» **DIRECTIONS**:
Which of the lines in the data mention the string "totals"? List them all.

-- MATERIALS PROVIDED follows --

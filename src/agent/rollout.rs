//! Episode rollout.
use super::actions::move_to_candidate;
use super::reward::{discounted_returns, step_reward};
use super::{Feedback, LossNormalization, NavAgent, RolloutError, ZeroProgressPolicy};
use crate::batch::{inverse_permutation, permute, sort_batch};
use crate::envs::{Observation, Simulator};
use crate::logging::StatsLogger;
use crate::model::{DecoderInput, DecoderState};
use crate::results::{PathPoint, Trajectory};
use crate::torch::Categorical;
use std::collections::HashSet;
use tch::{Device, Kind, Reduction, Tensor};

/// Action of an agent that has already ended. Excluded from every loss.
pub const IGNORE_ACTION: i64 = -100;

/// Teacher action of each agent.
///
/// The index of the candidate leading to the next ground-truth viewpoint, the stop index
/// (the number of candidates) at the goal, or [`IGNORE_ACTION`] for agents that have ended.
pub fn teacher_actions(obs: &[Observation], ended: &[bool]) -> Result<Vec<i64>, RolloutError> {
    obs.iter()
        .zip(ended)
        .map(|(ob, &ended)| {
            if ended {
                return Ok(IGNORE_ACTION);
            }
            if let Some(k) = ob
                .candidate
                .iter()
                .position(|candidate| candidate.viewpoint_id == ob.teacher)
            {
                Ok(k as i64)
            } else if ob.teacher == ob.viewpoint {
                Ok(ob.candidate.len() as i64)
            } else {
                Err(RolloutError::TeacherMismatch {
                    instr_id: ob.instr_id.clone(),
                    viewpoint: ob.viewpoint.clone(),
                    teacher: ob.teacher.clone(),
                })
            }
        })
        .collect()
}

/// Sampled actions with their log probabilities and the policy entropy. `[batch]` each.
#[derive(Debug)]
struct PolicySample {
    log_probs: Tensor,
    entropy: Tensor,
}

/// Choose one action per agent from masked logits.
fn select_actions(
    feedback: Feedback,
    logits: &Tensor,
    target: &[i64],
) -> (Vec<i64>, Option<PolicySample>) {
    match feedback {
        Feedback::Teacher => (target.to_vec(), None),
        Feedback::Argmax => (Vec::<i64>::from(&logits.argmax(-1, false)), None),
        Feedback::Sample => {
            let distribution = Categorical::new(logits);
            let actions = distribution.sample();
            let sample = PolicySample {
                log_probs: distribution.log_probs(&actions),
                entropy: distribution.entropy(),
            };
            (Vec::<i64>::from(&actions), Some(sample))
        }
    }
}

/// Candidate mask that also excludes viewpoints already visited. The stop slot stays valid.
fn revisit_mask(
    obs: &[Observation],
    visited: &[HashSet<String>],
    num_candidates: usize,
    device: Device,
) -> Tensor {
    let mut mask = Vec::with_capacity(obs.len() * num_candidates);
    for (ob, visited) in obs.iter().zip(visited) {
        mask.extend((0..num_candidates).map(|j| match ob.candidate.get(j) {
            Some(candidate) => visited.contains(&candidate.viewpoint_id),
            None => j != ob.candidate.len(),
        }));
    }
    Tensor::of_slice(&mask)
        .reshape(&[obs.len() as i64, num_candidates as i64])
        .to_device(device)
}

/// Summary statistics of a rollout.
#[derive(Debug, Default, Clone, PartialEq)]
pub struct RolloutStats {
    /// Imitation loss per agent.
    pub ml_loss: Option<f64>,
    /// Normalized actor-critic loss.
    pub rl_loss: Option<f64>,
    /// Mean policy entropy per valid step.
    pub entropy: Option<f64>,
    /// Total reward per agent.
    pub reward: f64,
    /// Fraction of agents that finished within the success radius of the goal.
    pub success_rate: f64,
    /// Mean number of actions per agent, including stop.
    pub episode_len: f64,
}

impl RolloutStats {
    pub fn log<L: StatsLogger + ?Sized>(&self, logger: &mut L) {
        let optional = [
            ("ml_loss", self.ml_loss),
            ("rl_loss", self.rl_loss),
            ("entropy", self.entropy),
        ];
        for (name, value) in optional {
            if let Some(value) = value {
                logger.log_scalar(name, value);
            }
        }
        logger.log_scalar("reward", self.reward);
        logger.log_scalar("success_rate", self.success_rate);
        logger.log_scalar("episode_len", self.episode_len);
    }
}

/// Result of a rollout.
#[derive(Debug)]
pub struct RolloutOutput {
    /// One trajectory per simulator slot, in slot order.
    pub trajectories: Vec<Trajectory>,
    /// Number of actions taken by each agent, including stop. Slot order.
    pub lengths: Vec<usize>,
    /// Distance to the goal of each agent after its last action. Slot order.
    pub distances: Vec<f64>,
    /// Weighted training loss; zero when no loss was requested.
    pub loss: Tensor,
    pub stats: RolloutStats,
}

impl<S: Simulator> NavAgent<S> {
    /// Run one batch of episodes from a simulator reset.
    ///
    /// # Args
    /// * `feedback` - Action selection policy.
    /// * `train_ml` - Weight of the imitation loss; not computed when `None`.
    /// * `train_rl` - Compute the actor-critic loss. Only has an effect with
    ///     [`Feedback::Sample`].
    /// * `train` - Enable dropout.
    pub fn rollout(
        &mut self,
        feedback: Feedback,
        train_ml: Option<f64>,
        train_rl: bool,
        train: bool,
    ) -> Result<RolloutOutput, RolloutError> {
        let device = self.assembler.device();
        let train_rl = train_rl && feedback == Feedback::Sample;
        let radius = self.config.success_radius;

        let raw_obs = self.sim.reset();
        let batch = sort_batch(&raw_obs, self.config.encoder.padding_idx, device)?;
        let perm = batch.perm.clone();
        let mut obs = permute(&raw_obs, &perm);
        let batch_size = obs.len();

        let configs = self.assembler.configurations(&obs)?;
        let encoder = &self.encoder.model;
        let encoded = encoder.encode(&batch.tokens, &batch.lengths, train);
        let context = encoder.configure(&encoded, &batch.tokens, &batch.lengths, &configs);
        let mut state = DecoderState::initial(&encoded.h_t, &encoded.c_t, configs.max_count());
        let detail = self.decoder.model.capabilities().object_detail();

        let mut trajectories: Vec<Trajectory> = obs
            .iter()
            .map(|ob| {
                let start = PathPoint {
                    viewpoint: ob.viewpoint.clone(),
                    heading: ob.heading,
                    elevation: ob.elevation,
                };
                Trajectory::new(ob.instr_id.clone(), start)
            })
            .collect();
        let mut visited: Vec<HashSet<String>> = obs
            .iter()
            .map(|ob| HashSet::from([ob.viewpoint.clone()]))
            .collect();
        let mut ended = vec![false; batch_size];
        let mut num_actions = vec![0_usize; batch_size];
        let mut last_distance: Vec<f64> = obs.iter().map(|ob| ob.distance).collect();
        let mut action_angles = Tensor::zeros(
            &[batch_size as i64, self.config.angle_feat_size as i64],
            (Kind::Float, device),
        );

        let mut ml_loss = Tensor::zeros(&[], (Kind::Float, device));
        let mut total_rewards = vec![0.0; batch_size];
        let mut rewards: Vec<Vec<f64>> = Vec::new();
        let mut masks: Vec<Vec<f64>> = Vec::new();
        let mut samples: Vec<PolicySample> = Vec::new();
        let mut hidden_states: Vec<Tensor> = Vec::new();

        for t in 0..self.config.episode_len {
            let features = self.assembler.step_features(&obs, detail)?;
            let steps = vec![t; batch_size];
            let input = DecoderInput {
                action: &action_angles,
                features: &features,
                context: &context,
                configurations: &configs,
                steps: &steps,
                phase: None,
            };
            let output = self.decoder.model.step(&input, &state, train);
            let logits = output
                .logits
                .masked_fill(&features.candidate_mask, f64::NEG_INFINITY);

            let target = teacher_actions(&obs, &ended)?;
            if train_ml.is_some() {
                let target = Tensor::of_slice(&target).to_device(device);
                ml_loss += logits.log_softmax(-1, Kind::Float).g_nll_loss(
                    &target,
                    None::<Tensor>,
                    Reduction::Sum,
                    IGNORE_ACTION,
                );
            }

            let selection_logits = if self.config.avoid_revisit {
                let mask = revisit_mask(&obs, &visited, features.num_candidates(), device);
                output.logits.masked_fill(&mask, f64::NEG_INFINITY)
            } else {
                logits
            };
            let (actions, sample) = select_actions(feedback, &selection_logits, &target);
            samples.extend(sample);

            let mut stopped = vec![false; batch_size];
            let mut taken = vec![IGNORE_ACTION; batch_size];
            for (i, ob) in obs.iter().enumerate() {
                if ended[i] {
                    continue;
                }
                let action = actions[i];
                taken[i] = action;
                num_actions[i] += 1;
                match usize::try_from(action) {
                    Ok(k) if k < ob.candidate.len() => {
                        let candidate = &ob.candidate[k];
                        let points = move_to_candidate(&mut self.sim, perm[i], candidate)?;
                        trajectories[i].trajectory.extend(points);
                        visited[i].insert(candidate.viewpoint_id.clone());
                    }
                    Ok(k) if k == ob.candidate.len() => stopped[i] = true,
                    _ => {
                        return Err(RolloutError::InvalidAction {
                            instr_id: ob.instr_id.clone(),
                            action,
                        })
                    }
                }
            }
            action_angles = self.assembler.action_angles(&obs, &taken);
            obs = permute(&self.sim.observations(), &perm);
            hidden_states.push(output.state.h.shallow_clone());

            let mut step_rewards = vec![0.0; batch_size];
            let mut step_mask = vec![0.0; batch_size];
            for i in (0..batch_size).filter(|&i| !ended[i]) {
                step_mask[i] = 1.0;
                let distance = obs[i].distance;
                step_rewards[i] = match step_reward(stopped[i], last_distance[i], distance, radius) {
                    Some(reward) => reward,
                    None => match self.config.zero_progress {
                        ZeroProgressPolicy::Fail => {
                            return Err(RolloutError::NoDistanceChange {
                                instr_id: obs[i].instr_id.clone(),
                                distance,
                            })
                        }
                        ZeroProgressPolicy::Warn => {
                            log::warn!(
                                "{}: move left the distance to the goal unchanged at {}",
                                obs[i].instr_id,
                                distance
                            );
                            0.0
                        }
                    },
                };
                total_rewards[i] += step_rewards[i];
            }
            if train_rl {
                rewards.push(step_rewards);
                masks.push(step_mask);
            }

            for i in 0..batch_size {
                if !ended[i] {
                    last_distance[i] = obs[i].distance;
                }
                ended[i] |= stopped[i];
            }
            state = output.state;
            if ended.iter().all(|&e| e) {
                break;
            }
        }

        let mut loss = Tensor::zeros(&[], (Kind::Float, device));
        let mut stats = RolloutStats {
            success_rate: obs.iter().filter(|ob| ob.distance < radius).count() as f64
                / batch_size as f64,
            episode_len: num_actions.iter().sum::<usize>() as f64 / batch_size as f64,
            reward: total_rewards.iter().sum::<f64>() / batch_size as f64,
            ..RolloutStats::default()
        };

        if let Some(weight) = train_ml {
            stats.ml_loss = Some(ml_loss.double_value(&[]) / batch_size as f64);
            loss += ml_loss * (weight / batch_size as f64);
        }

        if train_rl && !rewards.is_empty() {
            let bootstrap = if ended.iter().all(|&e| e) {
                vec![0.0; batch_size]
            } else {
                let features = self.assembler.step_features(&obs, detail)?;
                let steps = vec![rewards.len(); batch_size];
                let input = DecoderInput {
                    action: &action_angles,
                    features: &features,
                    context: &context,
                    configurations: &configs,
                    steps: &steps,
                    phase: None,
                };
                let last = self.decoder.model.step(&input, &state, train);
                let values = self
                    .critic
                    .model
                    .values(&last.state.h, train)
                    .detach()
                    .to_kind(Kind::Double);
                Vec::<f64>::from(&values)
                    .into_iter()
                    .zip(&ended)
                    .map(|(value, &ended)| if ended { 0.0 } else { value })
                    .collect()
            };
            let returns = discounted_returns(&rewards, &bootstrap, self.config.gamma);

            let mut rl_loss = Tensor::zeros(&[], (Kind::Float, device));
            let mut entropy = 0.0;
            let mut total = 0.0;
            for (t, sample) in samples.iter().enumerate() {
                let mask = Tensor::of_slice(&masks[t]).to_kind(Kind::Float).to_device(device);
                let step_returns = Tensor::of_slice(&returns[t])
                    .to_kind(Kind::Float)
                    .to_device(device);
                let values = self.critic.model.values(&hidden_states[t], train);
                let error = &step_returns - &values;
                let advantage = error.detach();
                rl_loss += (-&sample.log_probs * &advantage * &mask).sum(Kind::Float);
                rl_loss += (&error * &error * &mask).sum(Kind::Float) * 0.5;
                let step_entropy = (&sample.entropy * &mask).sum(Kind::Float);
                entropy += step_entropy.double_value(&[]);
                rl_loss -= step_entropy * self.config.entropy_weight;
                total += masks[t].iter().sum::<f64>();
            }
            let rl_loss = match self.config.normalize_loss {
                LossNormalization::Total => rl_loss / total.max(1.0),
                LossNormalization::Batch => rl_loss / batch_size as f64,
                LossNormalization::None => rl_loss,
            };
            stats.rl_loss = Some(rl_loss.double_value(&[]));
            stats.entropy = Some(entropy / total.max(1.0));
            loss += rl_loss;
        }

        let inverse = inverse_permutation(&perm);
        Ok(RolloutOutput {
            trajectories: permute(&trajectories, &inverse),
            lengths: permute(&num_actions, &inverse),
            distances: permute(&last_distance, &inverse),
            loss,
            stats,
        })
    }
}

-- MATERIALS PROVIDED concluded --
-- MATERIALS PROVIDED follows --

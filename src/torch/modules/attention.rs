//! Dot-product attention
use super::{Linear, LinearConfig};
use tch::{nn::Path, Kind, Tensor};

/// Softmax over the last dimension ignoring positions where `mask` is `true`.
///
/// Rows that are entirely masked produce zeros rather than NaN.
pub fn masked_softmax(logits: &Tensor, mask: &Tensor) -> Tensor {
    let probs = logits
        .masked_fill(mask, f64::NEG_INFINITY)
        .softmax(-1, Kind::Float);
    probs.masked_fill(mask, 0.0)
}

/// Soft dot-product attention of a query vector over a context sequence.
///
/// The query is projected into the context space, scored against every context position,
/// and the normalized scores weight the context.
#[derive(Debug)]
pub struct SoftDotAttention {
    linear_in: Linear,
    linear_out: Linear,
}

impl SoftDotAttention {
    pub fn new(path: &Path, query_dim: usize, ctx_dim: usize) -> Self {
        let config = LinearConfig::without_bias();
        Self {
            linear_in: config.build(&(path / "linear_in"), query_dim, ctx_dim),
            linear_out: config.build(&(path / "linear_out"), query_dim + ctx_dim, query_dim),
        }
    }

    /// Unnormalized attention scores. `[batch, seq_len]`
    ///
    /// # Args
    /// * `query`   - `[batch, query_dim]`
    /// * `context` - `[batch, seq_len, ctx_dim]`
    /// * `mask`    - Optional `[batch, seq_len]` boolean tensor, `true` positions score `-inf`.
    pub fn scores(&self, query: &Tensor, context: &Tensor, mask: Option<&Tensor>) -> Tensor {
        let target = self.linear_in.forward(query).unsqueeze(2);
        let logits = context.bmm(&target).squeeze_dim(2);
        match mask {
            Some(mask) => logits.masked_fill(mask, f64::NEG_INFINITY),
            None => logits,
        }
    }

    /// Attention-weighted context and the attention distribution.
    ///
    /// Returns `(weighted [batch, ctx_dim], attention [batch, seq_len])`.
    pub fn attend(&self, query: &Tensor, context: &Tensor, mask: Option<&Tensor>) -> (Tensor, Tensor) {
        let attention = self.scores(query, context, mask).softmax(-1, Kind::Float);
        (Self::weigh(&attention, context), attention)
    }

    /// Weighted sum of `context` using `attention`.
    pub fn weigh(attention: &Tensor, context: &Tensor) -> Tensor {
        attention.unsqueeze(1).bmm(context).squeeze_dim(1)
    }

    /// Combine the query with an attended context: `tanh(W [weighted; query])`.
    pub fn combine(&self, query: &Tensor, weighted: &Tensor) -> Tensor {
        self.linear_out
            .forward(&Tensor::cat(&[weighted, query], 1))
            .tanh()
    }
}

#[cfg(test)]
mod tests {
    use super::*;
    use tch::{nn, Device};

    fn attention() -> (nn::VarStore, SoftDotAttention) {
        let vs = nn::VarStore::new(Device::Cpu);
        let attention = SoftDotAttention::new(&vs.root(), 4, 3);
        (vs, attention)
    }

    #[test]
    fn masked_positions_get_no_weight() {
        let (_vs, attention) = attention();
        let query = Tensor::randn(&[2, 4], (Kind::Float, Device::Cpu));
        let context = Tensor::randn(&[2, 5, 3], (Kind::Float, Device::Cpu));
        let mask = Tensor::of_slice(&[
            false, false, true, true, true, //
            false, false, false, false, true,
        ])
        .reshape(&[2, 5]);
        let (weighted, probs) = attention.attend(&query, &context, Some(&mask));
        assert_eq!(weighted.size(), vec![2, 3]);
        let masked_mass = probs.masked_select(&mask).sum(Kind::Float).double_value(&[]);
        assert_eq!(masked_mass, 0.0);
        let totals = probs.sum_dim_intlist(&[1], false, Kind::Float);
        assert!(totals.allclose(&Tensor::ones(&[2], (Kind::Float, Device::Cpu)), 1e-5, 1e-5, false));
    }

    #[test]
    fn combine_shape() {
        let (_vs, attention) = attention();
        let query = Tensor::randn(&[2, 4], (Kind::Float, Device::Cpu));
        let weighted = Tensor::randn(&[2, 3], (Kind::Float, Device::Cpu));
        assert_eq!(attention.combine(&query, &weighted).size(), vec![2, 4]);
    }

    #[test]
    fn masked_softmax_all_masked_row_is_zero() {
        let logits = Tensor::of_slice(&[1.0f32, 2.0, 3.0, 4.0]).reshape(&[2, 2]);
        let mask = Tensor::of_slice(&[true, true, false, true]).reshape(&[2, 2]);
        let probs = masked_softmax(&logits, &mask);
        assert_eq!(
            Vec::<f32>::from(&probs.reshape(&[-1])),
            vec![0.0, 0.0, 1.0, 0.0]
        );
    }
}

-- MATERIALS PROVIDED concluded --

» **SOLUTION TO THE PROBLEM**:
        let totals = probs.sum_dim_intlist(&[1], false, Kind::Float);
        assert!(totals.allclose(&Tensor::ones(&[2], (Kind::Float, Device::Cpu)), 1e-5, 1e-5, false));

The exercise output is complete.